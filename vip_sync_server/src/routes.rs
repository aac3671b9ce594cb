//! Request handler definitions
//!
//! Define each route and its handler here.
//! Handlers that are more than a line or two MUST go into a separate module. Keep this module neat and tidy 🙏
//!
//! A note about performance:
//! Since each worker thread processes its requests sequentially, handlers which block the current thread will cause the
//! current worker to stop processing new requests:
//! ```nocompile
//!     fn my_handler() -> impl Responder {
//!         std::thread::sleep(Duration::from_secs(5)); // <-- Bad practice! Will cause the current worker thread to
//! hang!
//!     }
//! ```
//! For this reason, any long, non-cpu-bound operation (e.g. I/O, database operations, etc.) should be expressed as
//! futures or asynchronous functions. Async handlers get executed concurrently by worker threads and thus don’t block
//! execution:
//!
//! ```nocompile
//!     async fn my_handler() -> impl Responder {
//!         tokio::time::sleep(Duration::from_secs(5)).await; // <-- Ok. Worker thread will handle other requests here
//!     }
//! ```
use std::str::FromStr;

use actix_web::{get, post, web, HttpResponse, Responder};
use chrono::Utc;
use log::*;
use serde_json::json;
use vip_sync_engine::{
    db_types::{DiscordId, EventId, ServerId, SteamId, VipTier},
    traits::{EntitlementManagement, OutboxManagement},
    EntitlementApi,
    OutboxApi,
};

use crate::{
    data_objects::{ApplyVipRequest, InteractionRequest, JsonResponse, RemoveVipRequest, VipStatusQuery},
    errors::ServerError,
};

// Web-actix cannot handle generics in handlers, so it's implemented manually using the `route!` macro
#[macro_export]
macro_rules! route {
    ($name:ident => $method:ident $path:literal impl $($bounds:ty),+) => {
        paste::paste! { pub struct [<$name:camel Route>]< $( [< T $bounds:camel> ],)+ >( $( core::marker::PhantomData<fn() -> [< T $bounds:camel> ] >,)+ );}
        paste::paste! { impl< $( [< T $bounds:camel> ],)+ > [<$name:camel Route>]< $( [< T $bounds:camel> ],)+ > {
            #[allow(clippy::new_without_default)]
            pub fn new() -> Self {
                Self($( core::marker::PhantomData::<fn() -> [< T $bounds:camel> ] >,)+)
            }
        }}
        paste::paste! { impl<$( [< T $bounds:camel >] , )+> actix_web::dev::HttpServiceFactory for [<$name:camel Route>]<$([<T $bounds:camel>],)+>
        where
            $([<T $bounds:camel>]: $bounds + 'static,)+
        {
            fn register(self, config: &mut actix_web::dev::AppService) {
                let res = actix_web::Resource::new($path)
                    .name(stringify!($name))
                    .guard(actix_web::guard::$method())
                    .to($name::< $( [< T $bounds:camel >], )+>);
                actix_web::dev::HttpServiceFactory::register(res, config);
            }
        }}
    };
}

// ----------------------------------------------   Health  ----------------------------------------------------
#[get("/health")]
pub async fn health() -> impl Responder {
    trace!("💻️ Received health check request");
    HttpResponse::Ok().body("👍️\n")
}

// ----------------------------------------------    Bot    ----------------------------------------------------

route!(bot_events => Get "/events" impl OutboxManagement);
/// Route handler for the bot's notification poll.
///
/// Returns every pending outbox event, oldest first. Events stay pending until the bot
/// acknowledges them, so a poll after a crashed delivery sees the same events again.
pub async fn bot_events<B: OutboxManagement>(api: web::Data<OutboxApi<B>>) -> Result<HttpResponse, ServerError> {
    trace!("💻️ GET pending bot events");
    let events = api.pending_events().await?;
    debug!("💻️ Returning {} pending event(s) to the bot", events.len());
    Ok(HttpResponse::Ok().json(json!({ "events": events })))
}

route!(ack_event => Post "/events/{event_id}/ack" impl OutboxManagement);
/// Route handler for event acknowledgements.
///
/// Acknowledgement is idempotent. Acking an already-processed event succeeds and leaves the
/// original processing timestamp untouched; an unknown event id is a 404.
pub async fn ack_event<B: OutboxManagement>(
    path: web::Path<String>,
    api: web::Data<OutboxApi<B>>,
) -> Result<HttpResponse, ServerError> {
    let event_id = EventId::from(path.into_inner());
    trace!("💻️ POST ack for event {event_id}");
    let outcome = api.ack(&event_id).await?;
    let message = if outcome.was_first_ack() {
        format!("Event {event_id} acknowledged.")
    } else {
        format!("Event {event_id} was already acknowledged.")
    };
    Ok(HttpResponse::Ok().json(JsonResponse::success(message)))
}

#[get("/ping")]
pub async fn bot_ping() -> impl Responder {
    trace!("💻️ Received bot ping");
    HttpResponse::Ok().json(json!({ "ok": true, "ts": Utc::now() }))
}

/// Route handler for bot command interactions.
///
/// The bot reports each slash command here. The handler validates the payload and echoes it back
/// with a receipt timestamp; nothing is stored.
#[post("/interactions")]
pub async fn bot_interactions(body: web::Json<InteractionRequest>) -> Result<HttpResponse, ServerError> {
    let interaction = body.into_inner();
    let missing = interaction.missing_fields();
    if !missing.is_empty() {
        debug!("💻️ Interaction report rejected. Missing fields: {}", missing.join(", "));
        return Err(ServerError::InvalidRequest(format!("Missing required fields: {}", missing.join(", "))));
    }
    debug!(
        "💻️ Interaction '{}' from {} on {}",
        interaction.command.as_deref().unwrap_or_default(),
        interaction.discord_id.as_deref().unwrap_or_default(),
        interaction.server_id.as_deref().unwrap_or_default()
    );
    Ok(HttpResponse::Ok().json(json!({
        "ok": true,
        "interaction": {
            "discordId": interaction.discord_id,
            "serverId": interaction.server_id,
            "type": interaction.interaction_type,
            "command": interaction.command,
            "receivedAt": Utc::now(),
        }
    })))
}

// ----------------------------------------------   Plugin  ----------------------------------------------------

route!(vip_status => Get "/vip-status" impl EntitlementManagement);
/// Route handler for the plugin's VIP status poll.
///
/// The plugin calls this when a player connects. An unknown player is an ordinary non-VIP
/// response, not an error.
pub async fn vip_status<B: EntitlementManagement>(
    query: web::Query<VipStatusQuery>,
    api: web::Data<EntitlementApi<B>>,
) -> Result<HttpResponse, ServerError> {
    let params = query.into_inner();
    let server_id = ServerId::new(&params.server_id);
    let steam_id = SteamId::from(require_field(&params.steam_id, "steamId")?);
    trace!("💻️ GET vip-status for {steam_id} on {server_id}");
    let status = api.vip_status(&server_id, &steam_id).await?;
    Ok(HttpResponse::Ok().json(status))
}

route!(apply_vip => Post "/apply-vip" impl EntitlementManagement);
/// Route handler for manual VIP grants from a game-server admin.
pub async fn apply_vip<B: EntitlementManagement>(
    body: web::Json<ApplyVipRequest>,
    api: web::Data<EntitlementApi<B>>,
) -> Result<HttpResponse, ServerError> {
    let request = body.into_inner();
    let server_id = ServerId::new(&request.server_id);
    let steam_id = SteamId::from(require_field(&request.steam_id, "steamId")?);
    let tier = VipTier::from_str(&request.vip_type).map_err(|e| ServerError::InvalidRequest(e.to_string()))?;
    let discord_id = request.discord_id.as_deref().map(str::trim).filter(|s| !s.is_empty()).map(DiscordId::from);
    debug!("💻️ POST apply-vip: {tier} for {steam_id} on {server_id}");
    let entitlement = api.apply_vip(&server_id, &steam_id, discord_id, tier, request.vip_expires_at).await?;
    let expiry = entitlement.vip_expires_at.map(|t| t.to_rfc3339()).unwrap_or_default();
    Ok(HttpResponse::Ok().json(JsonResponse::success(format!("{tier} granted to {steam_id} until {expiry}"))))
}

route!(remove_vip => Post "/remove-vip" impl EntitlementManagement);
/// Route handler for manual VIP revocations. The player record stays behind with its identity
/// bindings; only the grant is cleared.
pub async fn remove_vip<B: EntitlementManagement>(
    body: web::Json<RemoveVipRequest>,
    api: web::Data<EntitlementApi<B>>,
) -> Result<HttpResponse, ServerError> {
    let request = body.into_inner();
    let server_id = ServerId::new(&request.server_id);
    let steam_id = SteamId::from(require_field(&request.steam_id, "steamId")?);
    debug!("💻️ POST remove-vip for {steam_id} on {server_id}");
    api.remove_vip(&server_id, &steam_id).await?;
    Ok(HttpResponse::Ok().json(JsonResponse::success(format!("VIP removed from {steam_id} on {server_id}"))))
}

pub(crate) fn require_field(value: &str, name: &str) -> Result<String, ServerError> {
    let trimmed = value.trim();
    if trimmed.is_empty() {
        Err(ServerError::InvalidRequest(format!("{name} must not be empty")))
    } else {
        Ok(trimmed.to_string())
    }
}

______

• _Task instructions_
Scan the entries above and show each line that contains the word "core".

• _Solution for this exercise_
        paste::paste! { pub struct [<$name:camel Route>]< $( [< T $bounds:camel> ],)+ >( $( core::marker::PhantomData<fn() -> [< T $bounds:camel> ] >,)+ );}
                Self($( core::marker::PhantomData::<fn() -> [< T $bounds:camel> ] >,)+)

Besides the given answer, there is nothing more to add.